The end credits claim that Lockout was “based an original idea by Luc Besson.” Well, I know exactly what that French action fetishist’s idea was and it ain’t that original. The man behind The Professional and La Femme Nikita was clearly sitting around his mansion one day and decided, “wouldn’t it be cool to do Escape From New York, but in space?” That’s Lockout, only clearly not nearly executed as well as Carpenter’s 80s classic because these days the once brilliant action orchestrater Besson can’t even be bothered to step behind the camera himself.

Instead, he just hires cheap writers and French commercial/music video directors to do it for him. Every now and then a great little B-movie slips out of this Besson’s action movie factory like District B13, but Lockout sadly isn’t one of those. Yes, it shares the goofy, unpretentious Eurotrash aesthetic of all Besson-produced flicks and can’t exactly be described as boring. But despite the fast pace, escalating action, and occasionally clever writing, it’s ultimately a derivative and predictable sci-fi action movie offering nothing remotely new or exciting for fans of either genre. Lockout is hardly a painful watch, but it will have vanished from your memory once your ass is barely an inch off the theater seat.
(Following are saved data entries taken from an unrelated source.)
//! Catalogue Loading
//!
//! Reads the root manifest and, for each school it lists, the adapter file found at
//! `<resources_root>/<resource_folder>/<adapters_file_name>`. Schools whose adapter
//! file is missing are skipped with a warning; every other failure is fatal.

use serde::de::DeserializeOwned;
use serde::Deserialize;
use std::fs;
use std::path::{Path, PathBuf};
use tracing::{debug, warn};

use crate::config::BuildConfig;
use crate::error::{BuildError, Result};

/// One entry of the root manifest
#[derive(Debug, Clone, PartialEq, Deserialize)]
pub struct SchoolEntry {
    pub id: String,
    pub resource_folder: String,
    #[serde(default)]
    pub name: Option<String>,
    #[serde(default)]
    pub initial: Option<String>,
}

/// One adapter as written in an adapter file. Every key is optional here;
/// defaults are applied when mapping into the index.
#[derive(Debug, Clone, Default, PartialEq, Deserialize)]
pub struct RawAdapter {
    pub adapter_id: Option<String>,
    pub adapter_name: Option<String>,
    pub category: Option<String>,
    pub asset_js_path: Option<String>,
    pub import_url: Option<String>,
    pub description: Option<String>,
    pub maintainer: Option<String>,
}

#[derive(Debug, Default, Deserialize)]
struct RootManifest {
    #[serde(default)]
    schools: Option<Vec<SchoolEntry>>,
}

#[derive(Debug, Default, Deserialize)]
struct AdapterFile {
    #[serde(default)]
    adapters: Option<Vec<RawAdapter>>,
}

/// A manifest entry together with its parsed adapters
#[derive(Debug, Clone, PartialEq)]
pub struct LoadedSchool {
    pub entry: SchoolEntry,
    pub adapters: Vec<RawAdapter>,
}

/// A manifest entry left out because its adapter file does not exist
#[derive(Debug, Clone, PartialEq)]
pub struct SkippedSchool {
    pub id: String,
    pub adapters_path: PathBuf,
}

/// Result of loading the whole catalogue
#[derive(Debug, Clone, Default, PartialEq)]
pub struct LoadOutcome {
    /// Loaded schools, in manifest order
    pub schools: Vec<LoadedSchool>,
    /// Skipped schools, in manifest order
    pub skipped: Vec<SkippedSchool>,
}

/// Load the root manifest and every adapter file it points at
pub fn load_catalogue(config: &BuildConfig) -> Result<LoadOutcome> {
    let entries = read_manifest(&config.paths.root_index)?;
    debug!(count = entries.len(), "read root manifest");

    let mut outcome = LoadOutcome::default();
    for entry in entries {
        let adapters_path = config.adapters_path(&entry.resource_folder);

        if !adapters_path.exists() {
            println!(
                "Warning: adapter config {} not found, skipping school {}",
                adapters_path.display(),
                entry.id
            );
            warn!(school = %entry.id, path = %adapters_path.display(), "adapter file missing");
            outcome.skipped.push(SkippedSchool {
                id: entry.id,
                adapters_path,
            });
            continue;
        }

        let adapters = read_adapters(&adapters_path)?;
        debug!(school = %entry.id, adapters = adapters.len(), "loaded adapters");
        outcome.schools.push(LoadedSchool { entry, adapters });
    }

    Ok(outcome)
}

/// Parse the root manifest. A missing file is a fatal error.
pub fn read_manifest(path: &Path) -> Result<Vec<SchoolEntry>> {
    if !path.exists() {
        return Err(BuildError::ManifestNotFound {
            path: path.to_path_buf(),
        });
    }
    let manifest: RootManifest = read_yaml(path)?;
    Ok(manifest.schools.unwrap_or_default())
}

/// Parse one adapter file. A missing `adapters` key yields no adapters.
pub fn read_adapters(path: &Path) -> Result<Vec<RawAdapter>> {
    let file: AdapterFile = read_yaml(path)?;
    Ok(file.adapters.unwrap_or_default())
}

/// Empty documents parse as the default value.
fn read_yaml<T: DeserializeOwned + Default>(path: &Path) -> Result<T> {
    let content = fs::read_to_string(path).map_err(|e| BuildError::io(path, e))?;
    if content.trim().is_empty() {
        return Ok(T::default());
    }
    let parsed: Option<T> =
        serde_yaml::from_str(&content).map_err(|e| BuildError::yaml(path, e))?;
    Ok(parsed.unwrap_or_default())
}
//! Build version stamping
//!
//! Every build gets a `version_id` derived from the local wall clock, shaped
//! `TIME_<YYYYMMDDhhmmss>_<mmm>`. Tokens sort lexicographically in build order at
//! millisecond granularity, and need no git checkout or counter file.

use chrono::{DateTime, Local, TimeZone, Timelike};
use std::fmt;

/// Prefix shared by every version token
pub const VERSION_PREFIX: &str = "TIME_";

/// A point in time used to stamp one build
#[derive(Debug, Clone, Copy, PartialEq, Eq, PartialOrd, Ord)]
pub struct VersionStamp {
    at: DateTime<Local>,
}

impl VersionStamp {
    /// Stamp with the current local time
    pub fn now() -> Self {
        Self { at: Local::now() }
    }

    /// Stamp with an explicit time
    pub fn at<Tz: TimeZone>(at: DateTime<Tz>) -> Self {
        Self {
            at: at.with_timezone(&Local),
        }
    }

    /// Render the version token
    pub fn version_id(&self) -> String {
        // chrono reports leap seconds as nanos >= 1_000_000_000
        let millis = (self.at.nanosecond() / 1_000_000).min(999);
        format!(
            "{}{}_{:03}",
            VERSION_PREFIX,
            self.at.format("%Y%m%d%H%M%S"),
            millis
        )
    }
}

impl fmt::Display for VersionStamp {
    fn fmt(&self, f: &mut fmt::Formatter<'_>) -> fmt::Result {
        f.write_str(&self.version_id())
    }
}

/// Version token for a build starting now
pub fn version_id_now() -> String {
    VersionStamp::now().version_id()
}

/// Check that a string has the shape of a version token
pub fn is_version_id(candidate: &str) -> bool {
    let Some(rest) = candidate.strip_prefix(VERSION_PREFIX) else {
        return false;
    };
    let Some((clock, millis)) = rest.split_once('_') else {
        return false;
    };
    clock.len() == 14
        && millis.len() == 3
        && clock.bytes().all(|b| b.is_ascii_digit())
        && millis.bytes().all(|b| b.is_ascii_digit())
}
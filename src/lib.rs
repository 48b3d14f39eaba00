//! Declarative HTML scraping
//!
//! Evaluates a JSON-like extraction spec against an HTML page:
//! - selector strings extract one value
//! - one-element lists extract one value per matched element
//! - mappings build objects, or with `_elem`/`_value`/`_filter`/`_follow`
//!   directives narrow, filter and follow links to other pages
//!
//! ```no_run
//! use serde_json::json;
//! use spec_scraper::{scrape, ScrapeConfig, ScrapeRequest};
//!
//! # async fn run() -> Result<(), spec_scraper::ScrapeError> {
//! let request = ScrapeRequest::new(
//!     "http://www.imdb.com/title/tt0371746/",
//!     json!({
//!         "title": ".title_wrapper h1",
//!         "cast": [{ "_elem": ".cast_list tr", "actor": ".itemprop" }],
//!     }),
//! )
//! .config(ScrapeConfig::default().separate_errors(true));
//!
//! let movie = scrape(request).await?;
//! # Ok(())
//! # }
//! ```

pub mod config;
pub mod error;
mod evaluator;
pub mod fetch;
pub mod ffi;
pub mod params;
pub mod scrape;
pub mod session;
pub mod spec;

pub use config::{LogSink, ScrapeConfig};
pub use error::{AuthError, FetchError, ScrapeError};
pub use evaluator::ERRORS_KEY;
pub use fetch::{CookieJar, Fetch, FetchOptions, HttpConfig, HttpFetcher, PageRequest};
pub use params::{substitute, Param, Params};
pub use scrape::{scrape, ScrapeRequest, Scraper};
pub use session::{AuthOptions, SessionStore};
pub use spec::{Predicate, Spec};
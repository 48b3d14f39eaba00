//! Selector resolution
//!
//! Selectors are matched against the descendants of the element in scope,
//! or against the whole document when nothing is in scope.

use scraper::{ElementRef, Html, Selector};

use crate::config::ScrapeConfig;
use crate::error::ScrapeError;

pub(crate) const MISSING_SELECTOR: &str =
    "An object was specified without an `_elem`, which is required.";

/// Element currently in scope during evaluation
#[derive(Debug, Clone, Copy)]
pub(crate) struct Scope<'a> {
    pub element: Option<ElementRef<'a>>,
    /// Selector that produced `element`, named in diagnostics
    pub selector: Option<&'a str>,
}

impl<'a> Scope<'a> {
    pub fn document() -> Self {
        Scope {
            element: None,
            selector: None,
        }
    }

    pub fn narrowed(element: ElementRef<'a>, selector: Option<&'a str>) -> Self {
        Scope {
            element: Some(element),
            selector,
        }
    }
}

pub(crate) fn parse_selector(selector: &str) -> Result<Selector, ScrapeError> {
    Selector::parse(selector).map_err(|e| ScrapeError::InvalidSelector {
        selector: selector.to_string(),
        reason: e.to_string(),
    })
}

/// Resolve `selector` in `scope`.
///
/// No selector means the element in scope itself. An empty match is a
/// recoverable miss, reported through the config's diagnostics.
pub(crate) fn select_all<'a>(
    document: &'a Html,
    selector: Option<&str>,
    scope: Scope<'a>,
    config: &ScrapeConfig,
) -> Result<Vec<ElementRef<'a>>, ScrapeError> {
    let Some(selector) = selector else {
        return match scope.element {
            Some(element) => Ok(vec![element]),
            None => Err(ScrapeError::config(MISSING_SELECTOR)),
        };
    };

    let parsed = parse_selector(selector)?;
    let matches: Vec<ElementRef<'a>> = match scope.element {
        Some(element) => element.select(&parsed).collect(),
        None => document.select(&parsed).collect(),
    };

    if matches.is_empty() {
        let message = match scope.selector {
            Some(context) => format!("Couldn't find '{}' in '{}'", selector, context),
            None => format!("Couldn't find '{}'", selector),
        };
        config.log(&message);
        return Err(ScrapeError::SelectorNotFound {
            selector: selector.to_string(),
            context: scope.selector.map(String::from),
        });
    }

    tracing::trace!(selector, count = matches.len(), "selector matched");
    Ok(matches)
}

/// Resolve `selector` to a single element, the first match
pub(crate) fn select_first<'a>(
    document: &'a Html,
    selector: Option<&str>,
    scope: Scope<'a>,
    config: &ScrapeConfig,
) -> Result<ElementRef<'a>, ScrapeError> {
    let Some(selector) = selector else {
        return scope.element.ok_or_else(|| ScrapeError::config(MISSING_SELECTOR));
    };
    let parsed = parse_selector(selector)?;
    let first = match scope.element {
        Some(element) => element.select(&parsed).next(),
        None => document.select(&parsed).next(),
    };
    match first {
        Some(element) => Ok(element),
        // Report the miss the same way as a multi-element lookup
        None => select_all(document, Some(selector), scope, config).map(|mut all| all.remove(0)),
    }
}
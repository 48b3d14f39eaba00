//! Extraction specs
//!
//! A spec is a tree of selector strings, one-element lists and mappings.
//! Mappings may carry directive keys (`_elem`, `_value`, `_filter`,
//! `_follow`) that control evaluation instead of naming output fields.
//!
//! Specs are usually built from JSON:
//!
//! ```
//! use serde_json::json;
//! use spec_scraper::Spec;
//!
//! let spec = Spec::from(json!({
//!     "title": ".title",
//!     "cast": [".cast li"],
//!     "poster": { "_elem": ".poster img", "_value": "src" },
//! }));
//! assert!(spec.get("cast").is_some());
//! ```
//!
//! Regular expressions and predicates have no JSON form; they are placed
//! with [`Spec::with`] or injected through parameters.

use std::fmt;
use std::sync::Arc;

use regex::Regex;
use serde::{Deserialize, Deserializer};
use serde_json::{Map, Value};

use crate::evaluator::filter::Filter;

pub const ELEM: &str = "_elem";
pub const VALUE: &str = "_value";
pub const FILTER: &str = "_filter";
pub const FOLLOW: &str = "_follow";

const DIRECTIVES: [&str; 4] = [ELEM, VALUE, FILTER, FOLLOW];

/// Boolean test over an extracted value, usable as `_filter`
#[derive(Clone)]
pub struct Predicate(Arc<dyn Fn(&Value) -> bool + Send + Sync>);

impl Predicate {
    pub fn new(f: impl Fn(&Value) -> bool + Send + Sync + 'static) -> Self {
        Predicate(Arc::new(f))
    }

    pub fn test(&self, value: &Value) -> bool {
        (self.0)(value)
    }
}

impl fmt::Debug for Predicate {
    fn fmt(&self, f: &mut fmt::Formatter<'_>) -> fmt::Result {
        f.write_str("Predicate(..)")
    }
}

/// A declarative extraction spec
#[derive(Debug, Clone)]
pub enum Spec {
    /// Nothing, e.g. a placeholder whose parameter doesn't exist
    Missing,
    Selector(String),
    /// Per-item template; must hold exactly one element
    List(Vec<Spec>),
    /// Named fields and directives, in declared order
    Map(Vec<(String, Spec)>),
    /// Numbers and booleans
    Literal(Value),
    Pattern(Regex),
    Predicate(Predicate),
}

impl Spec {
    pub fn list(template: impl Into<Spec>) -> Spec {
        Spec::List(vec![template.into()])
    }

    pub fn map<K, S>(entries: impl IntoIterator<Item = (K, S)>) -> Spec
    where
        K: Into<String>,
        S: Into<Spec>,
    {
        Spec::Map(
            entries
                .into_iter()
                .map(|(k, s)| (k.into(), s.into()))
                .collect(),
        )
    }

    pub fn pattern(pattern: &str) -> Result<Spec, regex::Error> {
        Regex::new(pattern).map(Spec::Pattern)
    }

    pub fn predicate(f: impl Fn(&Value) -> bool + Send + Sync + 'static) -> Spec {
        Spec::Predicate(Predicate::new(f))
    }

    /// Set `key` on a mapping spec, replacing an existing entry.
    ///
    /// A non-mapping spec is replaced by a mapping holding only `key`.
    pub fn with(self, key: impl Into<String>, spec: impl Into<Spec>) -> Spec {
        let key = key.into();
        let spec = spec.into();
        let mut entries = match self {
            Spec::Map(entries) => entries,
            _ => Vec::new(),
        };
        match entries.iter_mut().find(|(k, _)| *k == key) {
            Some(entry) => entry.1 = spec,
            None => entries.push((key, spec)),
        }
        Spec::Map(entries)
    }

    pub fn get(&self, key: &str) -> Option<&Spec> {
        match self {
            Spec::Map(entries) => lookup(entries, key),
            _ => None,
        }
    }

    pub fn is_missing(&self) -> bool {
        matches!(self, Spec::Missing)
    }

    /// Plain JSON view, used when a mapping is compared against extracted data
    pub(crate) fn to_value(&self) -> Value {
        match self {
            Spec::Missing | Spec::Predicate(_) => Value::Null,
            Spec::Selector(s) => Value::String(s.clone()),
            Spec::List(items) => Value::Array(items.iter().map(Spec::to_value).collect()),
            Spec::Map(entries) => Value::Object(
                entries
                    .iter()
                    .map(|(k, v)| (k.clone(), v.to_value()))
                    .collect(),
            ),
            Spec::Literal(v) => v.clone(),
            Spec::Pattern(re) => Value::String(re.as_str().to_string()),
        }
    }
}

impl From<&str> for Spec {
    fn from(s: &str) -> Self {
        Spec::Selector(s.to_string())
    }
}

impl From<String> for Spec {
    fn from(s: String) -> Self {
        Spec::Selector(s)
    }
}

impl From<Regex> for Spec {
    fn from(re: Regex) -> Self {
        Spec::Pattern(re)
    }
}

impl From<Predicate> for Spec {
    fn from(p: Predicate) -> Self {
        Spec::Predicate(p)
    }
}

impl From<Value> for Spec {
    fn from(value: Value) -> Self {
        match value {
            Value::Null => Spec::Missing,
            Value::String(s) => Spec::Selector(s),
            Value::Array(items) => Spec::List(items.into_iter().map(Spec::from).collect()),
            Value::Object(map) => Spec::from(map),
            other => Spec::Literal(other),
        }
    }
}

impl From<Map<String, Value>> for Spec {
    fn from(map: Map<String, Value>) -> Self {
        Spec::Map(map.into_iter().map(|(k, v)| (k, Spec::from(v))).collect())
    }
}

impl<'de> Deserialize<'de> for Spec {
    fn deserialize<D: Deserializer<'de>>(deserializer: D) -> Result<Self, D::Error> {
        Value::deserialize(deserializer).map(Spec::from)
    }
}

impl Default for Spec {
    fn default() -> Self {
        Spec::Missing
    }
}

fn lookup<'s>(entries: &'s [(String, Spec)], key: &str) -> Option<&'s Spec> {
    entries.iter().find(|(k, _)| k == key).map(|(_, v)| v)
}

fn is_directive(key: &str) -> bool {
    DIRECTIVES.contains(&key)
}

fn non_empty(selector: &str) -> Option<String> {
    if selector.trim().is_empty() {
        None
    } else {
        Some(selector.to_string())
    }
}

/// Read a directive that must be a string; absent or empty means `None`
fn string_directive(entries: &[(String, Spec)], key: &str) -> Result<Option<String>, String> {
    match lookup(entries, key) {
        None | Some(Spec::Missing) => Ok(None),
        Some(Spec::Selector(s)) => Ok(non_empty(s)),
        Some(other) => Err(format!("`{}` must be a string, found {:?}", key, other)),
    }
}

/// Normalized spec, dispatched on by the evaluator
#[derive(Debug, Clone)]
pub(crate) enum Node {
    /// Select one element and take its default value; `None` means the
    /// element in scope
    Select(Option<String>),
    /// Evaluate `item` once per element matched by `elem`
    Each { elem: Option<String>, item: Box<Node> },
    Directive(Box<Directive>),
    Fields(Vec<(String, Node)>),
    /// Shape that can't be evaluated; fails when reached
    Malformed(String),
}

#[derive(Debug, Clone)]
pub(crate) struct Directive {
    pub elem: Option<String>,
    pub value: Option<String>,
    pub filter: Option<Filter>,
    pub follow: Option<Follow>,
    pub fields: Vec<(String, Node)>,
}

#[derive(Debug, Clone)]
pub(crate) struct Follow {
    /// Link to follow; `None` follows the element in scope
    pub elem: Option<String>,
    /// Spec evaluated on the linked page
    pub spec: Node,
}

impl Node {
    pub(crate) fn from_spec(spec: &Spec) -> Node {
        match spec {
            Spec::Missing => Node::Select(None),
            Spec::Selector(s) => Node::Select(non_empty(s)),
            Spec::List(items) => match items.as_slice() {
                [template] => Node::each(template),
                _ => Node::Malformed(format!(
                    "A list spec must hold exactly one template, found {}",
                    items.len()
                )),
            },
            Spec::Map(entries) => Node::mapping(entries),
            Spec::Literal(v) => {
                Node::Malformed(format!("Expected a selector, list or mapping, found {}", v))
            }
            Spec::Pattern(re) => Node::Malformed(format!(
                "The pattern /{}/ can only be used as `_filter`",
                re.as_str()
            )),
            Spec::Predicate(_) => {
                Node::Malformed("A predicate can only be used as `_filter`".to_string())
            }
        }
    }

    fn each(template: &Spec) -> Node {
        match template {
            Spec::Missing => Node::Each {
                elem: None,
                item: Box::new(Node::Select(None)),
            },
            Spec::Selector(s) => Node::Each {
                elem: non_empty(s),
                item: Box::new(Node::Select(None)),
            },
            Spec::Map(entries) => {
                let elem = match string_directive(entries, ELEM) {
                    Ok(elem) => elem,
                    Err(message) => return Node::Malformed(message),
                };
                // Without `_elem` the rest of the template applies to each match
                let rest: Vec<(String, Spec)> = entries
                    .iter()
                    .filter(|(k, _)| k != ELEM)
                    .cloned()
                    .collect();
                Node::Each {
                    elem,
                    item: Box::new(Node::mapping(&rest)),
                }
            }
            other => Node::Malformed(format!(
                "A list template must be a selector or a mapping, found {:?}",
                other
            )),
        }
    }

    fn mapping(entries: &[(String, Spec)]) -> Node {
        let fields: Vec<(String, Node)> = entries
            .iter()
            .filter(|(k, _)| !is_directive(k))
            .map(|(k, v)| (k.clone(), Node::from_spec(v)))
            .collect();

        let has_directive = entries
            .iter()
            .any(|(k, v)| is_directive(k) && !v.is_missing());
        if !has_directive {
            return Node::Fields(fields);
        }

        match directive(entries, fields) {
            Ok(directive) => Node::Directive(Box::new(directive)),
            Err(message) => Node::Malformed(message),
        }
    }

    /// Value a failed field takes when errors are reported separately
    pub(crate) fn fallback_value(&self) -> Value {
        match self {
            Node::Each { .. } => Value::Array(Vec::new()),
            Node::Fields(_) => Value::Object(Map::new()),
            Node::Directive(d) => match (&d.value, &d.follow) {
                (Some(_), _) => Value::String(String::new()),
                // A mapping follow merges into the partial result, a scalar one replaces it
                (None, Some(follow)) => follow.spec.fallback_value(),
                (None, None) => Value::Object(Map::new()),
            },
            _ => Value::String(String::new()),
        }
    }
}

fn directive(entries: &[(String, Spec)], fields: Vec<(String, Node)>) -> Result<Directive, String> {
    let follow = match lookup(entries, FOLLOW) {
        None | Some(Spec::Missing) => None,
        Some(spec) => Some(Follow::from_spec(spec)?),
    };
    Ok(Directive {
        elem: string_directive(entries, ELEM)?,
        value: string_directive(entries, VALUE)?,
        filter: lookup(entries, FILTER)
            .filter(|s| !s.is_missing())
            .map(Filter::from_spec),
        follow,
        fields,
    })
}

impl Follow {
    fn from_spec(spec: &Spec) -> Result<Follow, String> {
        match spec {
            Spec::Map(entries) => {
                let elem = string_directive(entries, ELEM)?;
                let rest: Vec<(String, Spec)> = entries
                    .iter()
                    .filter(|(k, _)| k != ELEM)
                    .cloned()
                    .collect();
                Ok(Follow {
                    elem,
                    spec: Node::mapping(&rest),
                })
            }
            other => Ok(Follow {
                elem: None,
                spec: Node::from_spec(other),
            }),
        }
    }
}
//! Spec tree evaluation
//!
//! Walks a normalized [`Node`] tree against a parsed document. Sibling
//! fields of a mapping and the elements of a list are evaluated as
//! separate futures joined before their parent is assembled; results keep
//! declared key order and matched-element order.
//!
//! Failures of named fields are handled where their mapping is assembled,
//! following the [`ScrapeConfig`] policy. Everything else propagates.

pub(crate) mod filter;
mod follow;
mod selector;
mod value;

use futures::future::{join_all, FutureExt, LocalBoxFuture};
use scraper::Html;
use serde_json::{Map, Value};

use crate::config::ScrapeConfig;
use crate::error::ScrapeError;
use crate::fetch::Fetch;
use crate::spec::{Directive, Node};

pub(crate) use selector::Scope;
pub(crate) use value::Page;

/// Key of the sibling mapping holding isolated error messages
pub const ERRORS_KEY: &str = "errors";

/// Evaluation state for one parsed page
pub(crate) struct Evaluator<'a> {
    pub document: &'a Html,
    pub page: &'a Page,
    pub fetcher: &'a dyn Fetch,
    pub config: &'a ScrapeConfig,
    /// Number of follows that led to this page
    pub depth: usize,
}

impl<'a> Evaluator<'a> {
    pub fn eval(
        &'a self,
        node: &'a Node,
        scope: Scope<'a>,
    ) -> LocalBoxFuture<'a, Result<Value, ScrapeError>> {
        async move {
            match node {
                Node::Select(selector) => self.eval_select(selector.as_deref(), scope),
                Node::Each { elem, item } => self.eval_each(elem.as_deref(), item, scope).await,
                Node::Directive(directive) => self.eval_directive(directive, scope).await,
                Node::Fields(fields) => self.eval_fields(fields, scope).await.map(Value::Object),
                Node::Malformed(message) => Err(ScrapeError::config(message.clone())),
            }
        }
        .boxed_local()
    }

    fn eval_select(&self, selector: Option<&str>, scope: Scope<'a>) -> Result<Value, ScrapeError> {
        let element = selector::select_first(self.document, selector, scope, self.config)?;
        Ok(value::default_value(element, self.page))
    }

    async fn eval_each(
        &'a self,
        elem: Option<&'a str>,
        item: &'a Node,
        scope: Scope<'a>,
    ) -> Result<Value, ScrapeError> {
        let elements = selector::select_all(self.document, elem, scope, self.config)?;
        let context = elem.or(scope.selector);

        let results = join_all(
            elements
                .into_iter()
                .map(|element| self.eval(item, Scope::narrowed(element, context))),
        )
        .await;

        let mut items = Vec::with_capacity(results.len());
        for result in results {
            match result? {
                // Dropped by a filter
                Value::Null => {}
                value => items.push(value),
            }
        }
        Ok(Value::Array(items))
    }

    async fn eval_directive(
        &'a self,
        directive: &'a Directive,
        scope: Scope<'a>,
    ) -> Result<Value, ScrapeError> {
        let inner = match directive.elem.as_deref() {
            Some(elem) => Scope::narrowed(
                selector::select_first(self.document, Some(elem), scope, self.config)?,
                Some(elem),
            ),
            None if scope.element.is_none() => {
                return Err(ScrapeError::config(selector::MISSING_SELECTOR));
            }
            None => scope,
        };

        let value = match (directive.value.as_deref(), &directive.follow) {
            (Some(accessor), _) => {
                let element = selector::select_first(self.document, None, inner, self.config)?;
                value::attribute_value(element, accessor, self.page)
            }
            // A bare follow has nothing to filter yet
            (None, Some(follow)) if directive.fields.is_empty() => {
                return follow::follow(self, follow, inner, Value::Object(Map::new())).await;
            }
            (None, _) => Value::Object(self.eval_fields(&directive.fields, inner).await?),
        };

        if let Some(filter) = &directive.filter {
            if !filter.passes(&value, self.config) {
                tracing::trace!(selector = ?directive.elem, "value dropped by filter");
                return Ok(Value::Null);
            }
        }

        match &directive.follow {
            Some(follow) => follow::follow(self, follow, inner, value).await,
            None => Ok(value),
        }
    }

    async fn eval_fields(
        &'a self,
        fields: &'a [(String, Node)],
        scope: Scope<'a>,
    ) -> Result<Map<String, Value>, ScrapeError> {
        let results = join_all(fields.iter().map(move |(_, node)| self.eval(node, scope))).await;

        let mut object = Map::new();
        let mut errors = Map::new();
        for ((key, node), result) in fields.iter().zip(results) {
            let value = match result {
                Ok(value) => value,
                Err(err) => self.isolate(key, node, err, &mut errors)?,
            };
            object.insert(key.clone(), value);
        }

        if !errors.is_empty() {
            object.insert(ERRORS_KEY.to_string(), Value::Object(errors));
        }
        Ok(object)
    }

    /// Convert a failed field per the isolation policy, or hand the error back
    fn isolate(
        &self,
        key: &str,
        node: &Node,
        err: ScrapeError,
        errors: &mut Map<String, Value>,
    ) -> Result<Value, ScrapeError> {
        if !err.is_recoverable() || !self.config.allow_errors() {
            return Err(err);
        }

        let message = err.to_string();
        tracing::debug!(field = key, error = %message, "isolating field error");
        if self.config.separate_errors {
            errors.insert(key.to_string(), Value::String(message.clone()));
        }
        Ok(if self.config.testing {
            Value::String(message)
        } else {
            node.fallback_value()
        })
    }
}
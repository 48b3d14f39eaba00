//! `_follow` navigation
//!
//! Loads the page a link points to, evaluates the follow spec there and
//! folds the result into what was extracted so far.

use serde_json::Value;

use super::selector::{self, Scope, MISSING_SELECTOR};
use super::value::link_target;
use super::Evaluator;
use crate::error::ScrapeError;
use crate::fetch::PageRequest;
use crate::scrape::scrape_page;
use crate::spec::Follow;

/// Follow the link for `follow` and merge the linked page's result into `partial`.
///
/// The link is the follow's own `_elem` resolved in `scope`, or the element
/// in scope. Session cookies are not carried over to the linked page.
pub(super) async fn follow<'a>(
    evaluator: &'a Evaluator<'a>,
    follow: &'a Follow,
    scope: Scope<'a>,
    partial: Value,
) -> Result<Value, ScrapeError> {
    let link = match follow.elem.as_deref() {
        Some(elem) => selector::select_first(evaluator.document, Some(elem), scope, evaluator.config)?,
        None => scope
            .element
            .ok_or_else(|| ScrapeError::config(MISSING_SELECTOR))?,
    };

    let url = link_target(link, evaluator.page).ok_or_else(|| ScrapeError::MissingLink {
        selector: follow
            .elem
            .as_deref()
            .or(scope.selector)
            .unwrap_or_default()
            .to_string(),
    })?;

    let limit = evaluator.config.max_follow_depth;
    if evaluator.depth >= limit {
        return Err(ScrapeError::FollowDepth { url, limit });
    }

    tracing::debug!(from = %evaluator.page.url, to = %url, depth = evaluator.depth + 1, "following link");
    let html = evaluator.fetcher.fetch(&PageRequest::get(&url)).await?;
    let result = scrape_page(
        evaluator.fetcher,
        evaluator.config,
        &url,
        &html,
        &follow.spec,
        evaluator.depth + 1,
    )
    .await?;

    Ok(merge(partial, result))
}

/// Mapping results extend the partial result; anything else replaces it
fn merge(partial: Value, result: Value) -> Value {
    match (partial, result) {
        (Value::Object(mut base), Value::Object(extra)) => {
            base.extend(extra);
            Value::Object(base)
        }
        (_, result) => result,
    }
}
Guy Pearce stars as Snow, your typical action movie badass who speaks in entirely in one-liners and doesn’t take attitude from anyone. He opens in the film in the middle of an intense chase over a suitcase that sees him end up in the custody of snarling futuristic detectives. Oh, they try to beat information out of him, but all they get are sitcom-level jabs and mockery in return. Then something crazy happens. The president’s daughter visits a maximum security space station prison convinced that the prisoners are being used for cruel scientific testing. Turns out they are and as a result they have a riot and take over the prison. Of course, the prisoners don’t know one of their hostages is the president’s daughter, but the government does and they need someone to bust in to break her free. Only one man is insane enough for the job, and for some reason that man is Snow. Apparently a prisoner onboard knows something about this mysterious suitcase, so he agrees to go in and get the president’s daughter simply to try and find his incarcerated buddy. You can imagine where things go from here if you’ve seen Escape From New York, Die Hard, or any other one of the dozens of movies to shuffle onto screens since the 80s where one man must take down a group of bad guys who have taken over a building, prison, space station, public school, etc.

Yep, the premise of Lockout is fairly hackneyed. The only silver lining being that we haven’t scene one of these movies in quite sometime. In the 80s Cannon would have cracked out a few flicks like this a month, in the 90s the script would have gotten through as long as Steven Segal or Chuck Norris said yes. These days, this type of thing is rare and there is some fun to be had in seeing the old traditional action tropes get trotted out again. While Besson can’t always be counted on to come up with the most original premises for his French action movie factory, he does still have the ability to dream up a decent set piece and knows who to hire to make his low budget genre movies look fairly slick. Co-directors James Mather and Stephen St. Leger pile action and special effects sequences ontop of each other in such quick succession that they hope the audience will be too distracted to think about what they are actually watching. They almost succeed. The movie definitely races by and features some memorably insane and amusingly heavily accented Scottish villains in Joseph Gilgun and Vincent Regan who seem to get more insane every few minutes, as well as a pretty evocative space prison setting. Unfortunately there still have to be heroes and a story and that’s where things fall apart.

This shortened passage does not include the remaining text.